Some official analysis has recently been done in a research endeavor by Joseph Miller which helped him earn his Phd.

I provided a link to his result in this post. (I sounded quite rude in that post, despite that that wasn't my intent, and for that, I apologize, Joseph.)

On pages 48-49 of the PDF (pages 41-42 of the paper) are the results he found for color-fixed (I'm assuming "color-fixed" means not solving as "color neutral") variants of the Fridrich, Roux, and Petrus 3x3x3 solving methods.

He explained that "a human needs to commit to memory a large number of algs to achieve the move-count means from our tables [...]", and he mentioned that he took move cancellations into account. There are 2-3 letter acronyms in the tables explaining what "type" of move cancellations were considered. Just to save you some trouble of looking up what the acronyms mean,

NC = "non-cancellation",
CC = "commutative cancellation" -- commuting moves at step interfaces,
SC = "simple cancellation" (only considers cancellation one move deep and does not exploit commuting moves as does CC.),
BPC = "best possible cancellation".

Clearly from the tables, move cancellations do not make much of a difference (which is to be expected).

It looks like, in the BPC column, the average number of moves is anywhere from 43 moves to 53 moves (HTM), considering all the variants he studied of all 3 methods.


----------



## Stefan (Aug 18, 2014)

Whoa, my thesis has been referenced in a dissertation  (Lars' cross study and others as well). Just sad he falsely says I did only 300 solves per method.

Looks like he used fixed/all orders of the F2L slots, though. I did them in greedy order, always solving a shortest slot next.
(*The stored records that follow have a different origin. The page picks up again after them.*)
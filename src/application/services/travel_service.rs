//! Guest travel record service.

use std::sync::Arc;

use serde_json::json;

use super::event_service::event_not_found;
use super::travel_import::parse_travel_csv;
use crate::domain::entities::{Guest, NewTravelInfo, TravelInfo};
use crate::domain::repositories::{EventRepository, GuestRepository, TravelRepository};
use crate::error::AppError;

/// Outcome of one CSV import.
#[derive(Debug)]
pub struct ImportReport {
    pub total: usize,
    pub imported: usize,
    pub errors: Vec<ImportRowError>,
}

/// A row that could not be imported.
#[derive(Debug)]
pub struct ImportRowError {
    pub row: usize,
    pub guest_id: Option<i64>,
    pub error: AppError,
}

/// Service for maintaining guests' arrival details.
///
/// Travel records are keyed by guest; writing one replaces the previous record.
pub struct TravelService<T: TravelRepository, G: GuestRepository, E: EventRepository> {
    travel_repository: Arc<T>,
    guest_repository: Arc<G>,
    event_repository: Arc<E>,
}

impl<T: TravelRepository, G: GuestRepository, E: EventRepository> TravelService<T, G, E> {
    pub fn new(
        travel_repository: Arc<T>,
        guest_repository: Arc<G>,
        event_repository: Arc<E>,
    ) -> Self {
        Self {
            travel_repository,
            guest_repository,
            event_repository,
        }
    }

    /// Creates or replaces a guest's travel record.
    ///
    /// # Errors
    ///
    /// Returns [`AppError::NotFound`] if the guest does not exist.
    pub async fn save_travel(&self, info: NewTravelInfo) -> Result<TravelInfo, AppError> {
        self.find_guest(info.guest_id).await?;
        self.travel_repository.upsert(info).await
    }

    /// Returns a guest's travel record.
    ///
    /// # Errors
    ///
    /// Returns [`AppError::NotFound`] if the guest has no travel record.
    pub async fn get_travel(&self, guest_id: i64) -> Result<TravelInfo, AppError> {
        self.travel_repository
            .find_by_guest(guest_id)
            .await?
            .ok_or_else(|| {
                AppError::not_found("Travel info not found", json!({ "guest_id": guest_id }))
            })
    }

    /// Lists the travel records of an event's guests.
    ///
    /// # Errors
    ///
    /// Returns [`AppError::NotFound`] if the event does not exist.
    pub async fn list_travel(&self, event_id: i64) -> Result<Vec<TravelInfo>, AppError> {
        if self.event_repository.find_by_id(event_id).await?.is_none() {
            return Err(event_not_found(event_id));
        }
        self.travel_repository.list_by_event(event_id).await
    }

    /// Imports a travel-agent CSV for an event.
    ///
    /// Each row is validated and written on its own. Rows naming a guest of
    /// another event are rejected.
    ///
    /// # Errors
    ///
    /// Returns [`AppError::NotFound`] if the event does not exist.
    /// Returns [`AppError::Validation`] if the header is missing required columns.
    pub async fn import_csv(&self, event_id: i64, data: &[u8]) -> Result<ImportReport, AppError> {
        if self.event_repository.find_by_id(event_id).await?.is_none() {
            return Err(event_not_found(event_id));
        }

        let rows = parse_travel_csv(data)?;
        let total = rows.len();
        let mut imported = 0;
        let mut errors = Vec::new();

        for parsed in rows {
            let info = match parsed.result {
                Ok(info) => info,
                Err(e) => {
                    errors.push(ImportRowError {
                        row: parsed.row,
                        guest_id: None,
                        error: e.into(),
                    });
                    continue;
                }
            };

            let guest_id = info.guest_id;
            match self.import_row(event_id, info).await {
                Ok(()) => imported += 1,
                Err(error) => errors.push(ImportRowError {
                    row: parsed.row,
                    guest_id: Some(guest_id),
                    error,
                }),
            }
        }

        tracing::info!(
            event_id,
            total,
            imported,
            failed = errors.len(),
            "Travel CSV imported"
        );

        Ok(ImportReport {
            total,
            imported,
            errors,
        })
    }

    async fn import_row(&self, event_id: i64, info: NewTravelInfo) -> Result<(), AppError> {
        let guest = self.find_guest(info.guest_id).await?;
        if guest.event_id != event_id {
            return Err(AppError::bad_request(
                "Guest belongs to another event",
                json!({ "guest_id": guest.id, "event_id": event_id }),
            ));
        }
        self.travel_repository.upsert(info).await?;
        Ok(())
    }

    async fn find_guest(&self, guest_id: i64) -> Result<Guest, AppError> {
        self.guest_repository
            .find_by_id(guest_id)
            .await?
            .ok_or_else(|| AppError::not_found("Guest not found", json!({ "guest_id": guest_id })))
    }
}
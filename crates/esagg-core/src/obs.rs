//! Structured observability hooks for the check run lifecycle.
//!
//! - Run-scoped tracing span via [`check_span`]
//! - Emission functions for start, search failure, extraction failure and finish

use tracing::{info, warn, Span};

use crate::outcome::Severity;

/// Span covering one check run, tagged with its run id and index pattern.
///
/// # Example
///
/// ```ignore
/// let span = check_span("4b6f...", "logstash-*");
/// run.instrument(span).await
/// ```
pub fn check_span(run_id: &str, index: &str) -> Span {
    tracing::info_span!("check.run", run_id = %run_id, index = %index)
}

/// Emit event: search about to be issued.
pub fn emit_check_started(endpoint: &str, aggregation: &str, field: &str) {
    info!(
        event = "check.started",
        endpoint = %endpoint,
        aggregation = %aggregation,
        field = %field,
    );
}

/// Emit event: the search round trip failed (warning level).
pub fn emit_search_failed(error: &dyn std::fmt::Display) {
    warn!(event = "check.search_failed", error = %error);
}

/// Emit event: the response carried no usable value (info level).
pub fn emit_extract_failed(error: &dyn std::fmt::Display, fallback: Severity) {
    info!(event = "check.extract_failed", error = %error, fallback = %fallback);
}

/// Emit event: outcome decided.
pub fn emit_check_finished(severity: Severity, value: f64, duration_ms: u64) {
    info!(
        event = "check.finished",
        severity = %severity,
        value = value,
        duration_ms = duration_ms,
    );
}

#[cfg(test)]
mod tests {
    use super::*;

    #[test]
    fn test_check_span_enter_and_drop() {
        let span = check_span("run-1", "logstash-*");
        let guard = span.enter();
        drop(guard);
    }

    #[test]
    fn test_emitters_without_subscriber() {
        emit_check_started("http://localhost:9200", "max", "dur");
        emit_search_failed(&"connection refused");
        emit_extract_failed(&"0 hits", Severity::Critical);
        emit_check_finished(Severity::Ok, 1.0, 3);
    }
}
I think this is closer to real speedcubing, and in my tests it was 2.05 moves shorter. Results in my thesis start on page 31. It doesn't do LL, but for pure CFOP, that's independent anyway. Adding my 28.85 for CrossF2L and Bernard Helmstetter's 9.22+11.21 for OLL+PLL you get 49.28 moves on average. Add those 2.05 and you're around Joseph's 51.6 moves. Nothing to do with God's Number, as it's just averages and not worst cases, but from my table on page 31 it looks like high 30s for CrossF2L. Which would be an upper bound, as I was really greedy and didn't check alternative equally long solutions for subgoals.



goodatthis said:


> So for CFOP, if a cross can be solved optimally in X moves, and each F2L pair can be solved optimally in X amount of moves, and OLL can be solved optimally in X moves, and PLL can be solved optimally in X moves, then we could figure out the optimal number of moves constrained by the steps of the CFOP method.



Not sure how exactly you mean it, but if you meant to just treat the steps separately and then add their worst numbers (which btw shouldn't all be called X, as they probably differ), I think that's too simple and the result would be too high.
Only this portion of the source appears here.